News / Europe

Turkey Vows No Cover-up Despite Purge of Graft Investigators

FILE - Turkey's President Abdullah Gul (L) is pictured with Prime Minister Recep Tayyip Erdogan.
FILE - Turkey's President Abdullah Gul (L) is pictured with Prime Minister Recep Tayyip Erdogan.
Reuters
Turkey's president pledged on Tuesday there would be no cover-up in a high-level corruption case, despite a government-ordered purge of police investigating it that drew protests at home and a caution from the European Union.

The week-long scandal, which erupted with the arrest for graft of 24 people, including the chief of a state-run bank and the sons of two ministers, pits Prime Minister Recep Tayyip Erdogan against the judiciary and has rattled investor confidence.

Erdogan, a third-term premier under whom Turkey's economy has blossomed, portrays the probe as a foreign-orchestrated plot against national unity. He responded by sacking or reassigning some 70 of the police officers involved, including the chief of the Istanbul force.

The moves incensed many Turks who see an authoritarian streak in Erdogan and his Islamist-rooted AK party, and who are still simmering from huge anti-government protests in mid-2013.

President Abdullah Gul, a more unifying figure, sought to calm the furore.

”Turkey is not the same place compared to 10 or 15 years ago. Many reforms have been carried out, in politics as well as in the law,” Gul said in his first public remarks on the case.

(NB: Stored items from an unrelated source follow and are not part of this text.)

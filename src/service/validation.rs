//! Field validation for form input: trim, length and pattern checks, markup
//! escaping and type coercion, each failure recorded against its field.
//!
//! A [`Check`] runs every rule in its chain and records each failure; callers
//! run one chain per field and collect everything in a shared [`FieldErrors`].

use chrono::{DateTime, NaiveDate};
use regex::Regex;
use std::sync::LazyLock;
use uuid::Uuid;

static ALPHANUMERIC: LazyLock<Regex> =
    LazyLock::new(|| Regex::new(r"^[0-9A-Za-z]+$").expect("alphanumeric pattern compiles"));

#[derive(Clone, Debug, PartialEq, Eq)]
pub struct FieldError {
    pub field: &'static str,
    pub message: String,
}

/// All violations found in one submission, in field order.
#[derive(Clone, Debug, Default, PartialEq, Eq)]
pub struct FieldErrors(Vec<FieldError>);

impl FieldErrors {
    pub fn new() -> Self {
        Self::default()
    }

    pub fn push(&mut self, field: &'static str, message: impl Into<String>) {
        self.0.push(FieldError {
            field,
            message: message.into(),
        });
    }

    pub fn is_empty(&self) -> bool {
        self.0.is_empty()
    }

    pub fn len(&self) -> usize {
        self.0.len()
    }

    pub fn iter(&self) -> impl Iterator<Item = &FieldError> {
        self.0.iter()
    }

    pub fn for_field<'a>(&'a self, field: &'a str) -> impl Iterator<Item = &'a str> + 'a {
        self.0
            .iter()
            .filter(move |e| e.field == field)
            .map(|e| e.message.as_str())
    }

    pub fn contains(&self, message: &str) -> bool {
        self.0.iter().any(|e| e.message == message)
    }
}

/// Escape markup-significant characters.
pub fn escape(s: &str) -> String {
    let mut out = String::with_capacity(s.len());
    for c in s.chars() {
        match c {
            '&' => out.push_str("&amp;"),
            '"' => out.push_str("&quot;"),
            '\'' => out.push_str("&#x27;"),
            '<' => out.push_str("&lt;"),
            '>' => out.push_str("&gt;"),
            '/' => out.push_str("&#x2F;"),
            '\\' => out.push_str("&#x5C;"),
            '`' => out.push_str("&#96;"),
            _ => out.push(c),
        }
    }
    out
}

/// Accepts a calendar date (`2024-06-05`) or an RFC 3339 timestamp, whose date part is kept.
pub fn parse_iso_date(s: &str) -> Option<NaiveDate> {
    NaiveDate::parse_from_str(s, "%Y-%m-%d")
        .ok()
        .or_else(|| DateTime::parse_from_rfc3339(s).ok().map(|dt| dt.date_naive()))
}

/// Validation chain for one form field.
#[derive(Debug)]
pub struct Check {
    field: &'static str,
    value: String,
    skip: bool,
    failures: Vec<String>,
}

impl Check {
    pub fn new(field: &'static str, raw: Option<&str>) -> Self {
        Check {
            field,
            value: raw.unwrap_or_default().to_string(),
            skip: false,
            failures: Vec::new(),
        }
    }

    pub fn trim(mut self) -> Self {
        let trimmed = self.value.trim();
        if trimmed.len() != self.value.len() {
            self.value = trimmed.to_string();
        }
        self
    }

    /// An empty value counts as absent: later rules are skipped.
    pub fn optional(mut self) -> Self {
        if self.value.is_empty() {
            self.skip = true;
        }
        self
    }

    pub fn min_length(self, min: usize, message: &str) -> Self {
        let ok = self.value.chars().count() >= min;
        self.rule(ok, message)
    }

    pub fn escape(mut self) -> Self {
        if !self.skip {
            self.value = escape(&self.value);
        }
        self
    }

    pub fn alphanumeric(self, message: &str) -> Self {
        let ok = ALPHANUMERIC.is_match(&self.value);
        self.rule(ok, message)
    }

    fn rule(mut self, ok: bool, message: &str) -> Self {
        if !self.skip && !ok {
            self.failures.push(message.to_string());
        }
        self
    }

    /// Record failures and return the sanitized value.
    pub fn finish(self, errors: &mut FieldErrors) -> String {
        for message in self.failures {
            errors.push(self.field, message);
        }
        self.value
    }

    /// Coerce to a date. `None` for a skipped optional field or a failed parse.
    pub fn date(self, message: &str, errors: &mut FieldErrors) -> (String, Option<NaiveDate>) {
        let skip = self.skip;
        let field = self.field;
        let value = self.finish(errors);
        if skip {
            return (value, None);
        }
        match parse_iso_date(&value) {
            Some(date) => (value, Some(date)),
            None => {
                errors.push(field, message);
                (value, None)
            }
        }
    }

    /// Coerce to an identifier. Skipped when earlier rules already failed.
    pub fn uuid(self, message: &str, errors: &mut FieldErrors) -> (String, Option<Uuid>) {
        let skip = self.skip || !self.failures.is_empty();
        let field = self.field;
        let value = self.finish(errors);
        if skip {
            return (value, None);
        }
        match Uuid::parse_str(&value) {
            Ok(id) => (value, Some(id)),
            Err(_) => {
                errors.push(field, message);
                (value, None)
            }
        }
    }
}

”In a country where such reforms have taken place, if there were corruption and mistakes, they would not be covered up,” he told reporters, adding that “the independent, objective and democratic legal system [will] adjudicate the allegations in a manner that will not leave any question marks.”

Returning from a visit to Pakistan, Erdogan was welcomed at the airport by hundreds of supporters, as well as Turkey's interior and economy ministers. They are the fathers of two of the men in police custody and say their sons are innocent.

”We would confront any attempt by anyone to rob the people of their rights,” Erdogan told the crowd. “We would hold them accountable, as does the law.”

Secrecy

The corruption investigation centered on Halkbank was conducted largely in secret. At the weekend, the Erdogan government changed regulations for the police, requiring officers to report evidence, investigations, arrests and complaints to commanding officers and prosecutors.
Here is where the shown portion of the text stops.